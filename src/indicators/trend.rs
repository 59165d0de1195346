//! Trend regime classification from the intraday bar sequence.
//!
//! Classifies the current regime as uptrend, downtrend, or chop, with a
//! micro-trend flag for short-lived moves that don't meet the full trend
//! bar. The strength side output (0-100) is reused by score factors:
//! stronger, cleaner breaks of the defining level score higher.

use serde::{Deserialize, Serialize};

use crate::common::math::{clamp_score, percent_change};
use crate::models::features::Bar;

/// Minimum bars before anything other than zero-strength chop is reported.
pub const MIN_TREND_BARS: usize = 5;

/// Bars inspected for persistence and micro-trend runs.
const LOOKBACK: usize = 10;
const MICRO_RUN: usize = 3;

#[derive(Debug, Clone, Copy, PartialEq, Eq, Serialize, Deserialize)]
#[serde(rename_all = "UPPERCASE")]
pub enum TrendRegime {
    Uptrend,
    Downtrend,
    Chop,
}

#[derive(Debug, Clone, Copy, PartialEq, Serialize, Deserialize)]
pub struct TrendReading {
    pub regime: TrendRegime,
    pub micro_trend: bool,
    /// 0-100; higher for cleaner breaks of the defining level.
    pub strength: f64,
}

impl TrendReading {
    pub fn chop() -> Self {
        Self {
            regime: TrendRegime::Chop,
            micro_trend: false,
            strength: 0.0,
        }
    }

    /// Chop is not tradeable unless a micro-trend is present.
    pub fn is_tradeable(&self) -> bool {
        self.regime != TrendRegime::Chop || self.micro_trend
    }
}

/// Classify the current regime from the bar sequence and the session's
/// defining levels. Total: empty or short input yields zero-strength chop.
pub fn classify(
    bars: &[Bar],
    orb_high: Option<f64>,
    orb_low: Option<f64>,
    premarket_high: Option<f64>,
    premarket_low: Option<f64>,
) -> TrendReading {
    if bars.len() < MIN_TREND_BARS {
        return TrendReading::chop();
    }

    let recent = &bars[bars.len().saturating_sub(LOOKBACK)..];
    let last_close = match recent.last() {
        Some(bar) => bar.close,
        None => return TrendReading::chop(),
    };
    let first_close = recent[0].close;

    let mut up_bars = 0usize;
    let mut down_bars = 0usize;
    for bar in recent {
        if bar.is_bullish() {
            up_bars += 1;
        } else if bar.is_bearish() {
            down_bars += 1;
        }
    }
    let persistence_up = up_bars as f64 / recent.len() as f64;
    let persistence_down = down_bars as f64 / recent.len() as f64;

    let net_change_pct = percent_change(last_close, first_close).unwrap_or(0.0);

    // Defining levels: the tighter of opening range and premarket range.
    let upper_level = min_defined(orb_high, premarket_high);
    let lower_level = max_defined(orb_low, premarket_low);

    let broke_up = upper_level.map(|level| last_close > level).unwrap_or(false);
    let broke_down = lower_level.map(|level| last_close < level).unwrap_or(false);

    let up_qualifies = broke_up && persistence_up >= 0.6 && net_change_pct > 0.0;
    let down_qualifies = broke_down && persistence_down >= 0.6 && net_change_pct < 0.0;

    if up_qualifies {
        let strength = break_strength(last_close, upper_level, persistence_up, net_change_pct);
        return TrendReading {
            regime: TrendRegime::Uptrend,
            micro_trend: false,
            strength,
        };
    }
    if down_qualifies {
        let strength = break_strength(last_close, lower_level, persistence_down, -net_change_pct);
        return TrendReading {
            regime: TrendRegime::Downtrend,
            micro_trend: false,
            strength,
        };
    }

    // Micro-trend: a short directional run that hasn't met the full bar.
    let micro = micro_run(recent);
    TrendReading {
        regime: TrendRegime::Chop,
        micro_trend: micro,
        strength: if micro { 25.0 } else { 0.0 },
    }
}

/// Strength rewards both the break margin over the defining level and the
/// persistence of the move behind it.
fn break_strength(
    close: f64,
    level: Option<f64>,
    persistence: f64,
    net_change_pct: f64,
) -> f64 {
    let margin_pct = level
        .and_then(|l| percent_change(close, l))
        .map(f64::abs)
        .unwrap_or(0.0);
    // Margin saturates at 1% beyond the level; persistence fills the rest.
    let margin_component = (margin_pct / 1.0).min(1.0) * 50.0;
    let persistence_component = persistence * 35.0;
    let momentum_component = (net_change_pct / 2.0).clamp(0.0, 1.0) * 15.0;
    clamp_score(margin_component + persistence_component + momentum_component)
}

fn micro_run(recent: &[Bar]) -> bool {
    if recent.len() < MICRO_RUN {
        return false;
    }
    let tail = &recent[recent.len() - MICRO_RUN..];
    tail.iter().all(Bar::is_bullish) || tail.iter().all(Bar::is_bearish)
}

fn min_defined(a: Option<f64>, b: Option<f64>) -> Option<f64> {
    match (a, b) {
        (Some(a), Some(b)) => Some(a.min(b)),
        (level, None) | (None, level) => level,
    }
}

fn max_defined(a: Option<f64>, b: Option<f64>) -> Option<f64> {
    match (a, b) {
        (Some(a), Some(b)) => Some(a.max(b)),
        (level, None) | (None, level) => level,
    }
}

§ **Task requirements**: Filter the data above down to lines with the word "derive", and copy them.

§ **Answer to this problem**:
#[derive(Debug, Clone, Copy, PartialEq, Eq, Serialize, Deserialize)]
#[derive(Debug, Clone, Copy, PartialEq, Serialize, Deserialize)]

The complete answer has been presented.